Selama ini kita tidak atau belum pernah melihat sesuatu yang khas serta dikemas untuk diperuntukkan bagi penanganan para penggiat separatisme. Polanya hanya sejenis “memadam kebakaran”. Kalau persoalannya lagi “mengendap” maka semua berjalan sebagaimana biasa. Tetapi kalau separatism itu muncul, maka dilakukan pulalah operasi “penumpasan”, begitu seterusnya.

Di lapangan sebenar diperlukan adanya suatu Komando yang secara khusus menangani Separatisme ini, seperti adanya Detasemen 88 Polri atau seperti  Koopsus TNI. Misalnya kita lihat “Tugas dari Koopssus TNI adalah mengatasi aksi terorisme, baik dalam maupun luar negeri yang mengancam ideologi, kedaulatan, keutuhan, dan keselamatan segenap bangsa Indonesia.  Koopssus TNI memiliki tiga fungsi dalam pemberantasan terorisme, yaitu penangkalan, penindakan, dan pemulihan.

Dari 500 anggota Koopssus, 400 orang di antaranya merupakan personel yang menjalankan fungsi penangkalan terorisme, sedangkan 100 personel lain atau satu kompi melakukan penindakan aksi terorisme. “Penangkal di dalamnya adalah surveillence yang isinya juga intelijen, 80 persen yang laksanakan adalah surveillence atau observasi jarak dekat”. Secara struktural, Koopssus TNI berada di bawah komando Panglima TNI.

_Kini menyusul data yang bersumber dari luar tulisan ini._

//! Saved copies of files replaced by an applied patch.
//!
//! Each blob lives at `<sha256-hex(path)>.bak` inside the backups directory.
//! A blob existing for a path means some applied patch currently owns it.

use std::fmt;

use camino::{Utf8Path, Utf8PathBuf};
use cap_std::ambient_authority;
use cap_std::fs_utf8::Dir;
use sha2::{Digest, Sha256};

use crate::workspace::{FilesystemError, open_dir};

/// Deterministic backup name for a repository-relative path.
#[derive(Debug, Clone, PartialEq, Eq, Hash)]
pub struct BackupKey(String);

impl BackupKey {
    /// Derives the key for `path`.
    ///
    /// Leading slashes are ignored so `/index.php` and `index.php` share a
    /// backup.
    ///
    /// # Example
    ///
    /// ```
    /// use patchtester::backup::BackupKey;
    ///
    /// let key = BackupKey::for_path("index.php");
    /// assert_eq!(key, BackupKey::for_path("/index.php"));
    /// assert!(key.file_name().ends_with(".bak"));
    /// ```
    #[must_use]
    pub fn for_path(path: &str) -> Self {
        let normalised = path.trim_start_matches('/');
        Self(hex::encode(Sha256::digest(normalised.as_bytes())))
    }

    /// Hex digest identifying the path.
    #[must_use]
    pub fn as_str(&self) -> &str {
        &self.0
    }

    /// File name of the backup blob.
    #[must_use]
    pub fn file_name(&self) -> String {
        format!("{}.bak", self.0)
    }
}

impl fmt::Display for BackupKey {
    fn fmt(&self, formatter: &mut fmt::Formatter<'_>) -> fmt::Result {
        formatter.write_str(&self.0)
    }
}

/// Storage for backup blobs.
pub trait BackupStore: Send + Sync {
    /// Returns true when a backup exists for `key`.
    fn contains(&self, key: &BackupKey) -> bool;

    /// Stores `contents` under `key`, replacing any previous blob.
    ///
    /// # Errors
    ///
    /// Returns [`FilesystemError`] when the blob cannot be written.
    fn save(&self, key: &BackupKey, contents: &[u8]) -> Result<(), FilesystemError>;

    /// Loads the blob stored under `key`.
    ///
    /// # Errors
    ///
    /// Returns [`FilesystemError`] when the blob is missing or unreadable.
    fn load(&self, key: &BackupKey) -> Result<Vec<u8>, FilesystemError>;

    /// Deletes the blob stored under `key`.
    ///
    /// # Errors
    ///
    /// Returns [`FilesystemError`] when the blob cannot be removed.
    fn remove(&self, key: &BackupKey) -> Result<(), FilesystemError>;
}

/// Backup store kept in a single directory.
#[derive(Debug)]
pub struct DirectoryBackupStore {
    dir: Dir,
}

impl DirectoryBackupStore {
    /// Opens the backups directory, creating it when missing.
    ///
    /// # Errors
    ///
    /// Returns [`FilesystemError::OpenDirectory`] when the directory cannot
    /// be created or opened.
    pub fn open(path: &Utf8Path) -> Result<Self, FilesystemError> {
        Dir::create_ambient_dir_all(path, ambient_authority()).map_err(|error| {
            FilesystemError::OpenDirectory {
                label: "backups",
                path: path.to_owned(),
                message: error.to_string(),
            }
        })?;

        Ok(Self {
            dir: open_dir(path, "backups")?,
        })
    }

    fn blob_error(
        operation: &'static str,
        key: &BackupKey,
        error: &std::io::Error,
    ) -> FilesystemError {
        FilesystemError::Io {
            operation,
            path: Utf8PathBuf::from(key.file_name()),
            message: error.to_string(),
        }
    }
}

impl BackupStore for DirectoryBackupStore {
    fn contains(&self, key: &BackupKey) -> bool {
        self.dir.exists(key.file_name())
    }

    fn save(&self, key: &BackupKey, contents: &[u8]) -> Result<(), FilesystemError> {
        self.dir
            .write(key.file_name(), contents)
            .map_err(|error| Self::blob_error("save backup", key, &error))
    }

    fn load(&self, key: &BackupKey) -> Result<Vec<u8>, FilesystemError> {
        self.dir
            .read(key.file_name())
            .map_err(|error| Self::blob_error("load backup", key, &error))
    }

    fn remove(&self, key: &BackupKey) -> Result<(), FilesystemError> {
        self.dir
            .remove_file(key.file_name())
            .map_err(|error| Self::blob_error("remove backup", key, &error))
    }
}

TNI Mestinya  Sudah Ahli Dalam Penanganan Saparatisme

TNI lahir dari rakyat, tentara Rakyat dan sejak lahirnya sudah terbiasa berhadapan dengan tentara penjajah, juga para pemberontak.  TNI sudah kenyang menghadapi para pemberontak, dan tidak pernah berhenti menangani kasus separatisme. Kalau semua pengalamannya itu di dokumentasikan, polanya di pelajari, di teliti dan dianalisis serta di tungkan dalam konsep OLI ( Operasi Lawan Insurjensi) serta dilatihkan dan diaflikasikan di lapangan maka sudah pasti hasilnya akan terlihat sangat berbeda. Menakjubkan. Tetapi nyatanya, TNI tidak mempunyai semua upaya yang seperti itu. Tidak ada yang namanya Pusat Kajian, pusat penelitian dan think Tank terkait penangan Saparatisme, baik itu di lingkungan pusat Kesenjataan ataupun Perguruan Tinggi (Unhan).Kalaupun ada, adanya hanya sepotong-sepotong. Sama seperti tradisi penelitian di Indonesia. Tidak fokus. Semangatnya lebih cenderung bagi bagai dana saja.

Sebagai prajurit penegasan perbatasan, kami sudah terbiasa berada di daerah jantung kehidupan jejaring OPM. Misalnya pada tahun 1995/1996 selama 8 bulan berada diantara Skow dan Waris. Pada waktu itu adalah jalur lintas utama anggota OPM dari Indonesia-PNG dan sebaliknya, untuk kemudian menyebar ke wilayahnya masing-masing baik di Papua maupun di PNG. Karena kepentingan pengamanan Tim kami di amankan oleh dua Regu yang masing-masing dari Dua Batalyon penugasan yang berbeda.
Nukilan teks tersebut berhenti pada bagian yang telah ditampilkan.